● Assignment
Starting at the top of the entries below, print each line exactly until the line with "Some(i64::from(requested_size)).filter(|size| *size > 0))" has been printed too.

● Material for this exercise

============================================================

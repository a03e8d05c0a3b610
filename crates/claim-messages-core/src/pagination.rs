use std::num::NonZeroU32;

use crate::model::{PageDescriptor, PartialPageDescriptor};

pub const DEFAULT_PAGE_SIZE: NonZeroU32 = match NonZeroU32::new(10) {
    Some(size) => size,
    None => unreachable!(),
};

#[derive(Debug, Clone, Copy, Eq, PartialEq)]
pub struct PaginationConfig {
    /// Page size used when neither the caller nor the upstream service supplies a positive one.
    pub default_page_size: NonZeroU32,
}

impl Default for PaginationConfig {
    fn default() -> Self {
        Self { default_page_size: DEFAULT_PAGE_SIZE }
    }
}

/// Derives one consistent [`PageDescriptor`] from the requested paging and
/// whatever subset of page metadata the upstream service reported.
#[derive(Debug, Clone, Copy, Default)]
pub struct PaginationReconciler {
    config: PaginationConfig,
}

impl PaginationReconciler {
    #[must_use]
    pub fn new(config: PaginationConfig) -> Self {
        Self { config }
    }

    #[must_use]
    pub fn default_page_size(&self) -> u32 {
        self.config.default_page_size.get()
    }

    /// Reconcile the requested page/size with upstream metadata.
    ///
    /// Upstream values win field by field when present. Number is clamped to
    /// zero, a non-positive size falls back to the requested size and then to
    /// the configured default, and missing totals count as zero. When the
    /// upstream service omits `total_pages` it is derived from
    /// `total_elements` and the reconciled size.
    #[must_use]
    pub fn reconcile(
        &self,
        requested_page: i32,
        requested_size: i32,
        upstream: Option<&PartialPageDescriptor>,
    ) -> PageDescriptor {
        let upstream = upstream.copied().unwrap_or_default();

        let number = upstream.number.unwrap_or_else(|| i64::from(requested_page)).max(0);
        let size = upstream
            .size
            .filter(|size| *size > 0)
            .or_else(|| Some(i64::from(requested_size)).filter(|size| *size > 0))
            .map_or(self.default_page_size(), saturate_u32);
        let total_elements = upstream.total_elements.map_or(0, saturate_u64);
        let total_pages = upstream
            .total_pages
            .map_or_else(|| total_pages_for(total_elements, u64::from(size)), saturate_u64);

        PageDescriptor { number: saturate_u32(number), size, total_elements, total_pages }
    }

    /// Descriptor for a request that produced no upstream page at all.
    #[must_use]
    pub fn from_request(&self, requested_page: i32, requested_size: i32) -> PageDescriptor {
        self.reconcile(requested_page, requested_size, None)
    }
}

fn total_pages_for(total_elements: u64, size: u64) -> u64 {
    if size == 0 {
        return u64::from(total_elements > 0);
    }
    total_elements.div_ceil(size)
}

fn saturate_u32(value: i64) -> u32 {
    u32::try_from(value.max(0)).unwrap_or(u32::MAX)
}

fn saturate_u64(value: i64) -> u64 {
    u64::try_from(value).unwrap_or(0)
}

============================================================

● Your solution
repository a03e8d05c0a3b610
filename crates/claim-messages-core/src/pagination.rs
use std::num::NonZeroU32;

use crate::model::{PageDescriptor, PartialPageDescriptor};

pub const DEFAULT_PAGE_SIZE: NonZeroU32 = match NonZeroU32::new(10) {
    Some(size) => size,
    None => unreachable!(),
};

#[derive(Debug, Clone, Copy, Eq, PartialEq)]
pub struct PaginationConfig {
    /// Page size used when neither the caller nor the upstream service supplies a positive one.
    pub default_page_size: NonZeroU32,
}

impl Default for PaginationConfig {
    fn default() -> Self {
        Self { default_page_size: DEFAULT_PAGE_SIZE }
    }
}

/// Derives one consistent [`PageDescriptor`] from the requested paging and
/// whatever subset of page metadata the upstream service reported.
#[derive(Debug, Clone, Copy, Default)]
pub struct PaginationReconciler {
    config: PaginationConfig,
}

impl PaginationReconciler {
    #[must_use]
    pub fn new(config: PaginationConfig) -> Self {
        Self { config }
    }

    #[must_use]
    pub fn default_page_size(&self) -> u32 {
        self.config.default_page_size.get()
    }

    /// Reconcile the requested page/size with upstream metadata.
    ///
    /// Upstream values win field by field when present. Number is clamped to
    /// zero, a non-positive size falls back to the requested size and then to
    /// the configured default, and missing totals count as zero. When the
    /// upstream service omits `total_pages` it is derived from
    /// `total_elements` and the reconciled size.
    #[must_use]
    pub fn reconcile(
        &self,
        requested_page: i32,
        requested_size: i32,
        upstream: Option<&PartialPageDescriptor>,
    ) -> PageDescriptor {
        let upstream = upstream.copied().unwrap_or_default();

        let number = upstream.number.unwrap_or_else(|| i64::from(requested_page)).max(0);
        let size = upstream
            .size
            .filter(|size| *size > 0)
            .or_else(|| Some(i64::from(requested_size)).filter(|size| *size > 0))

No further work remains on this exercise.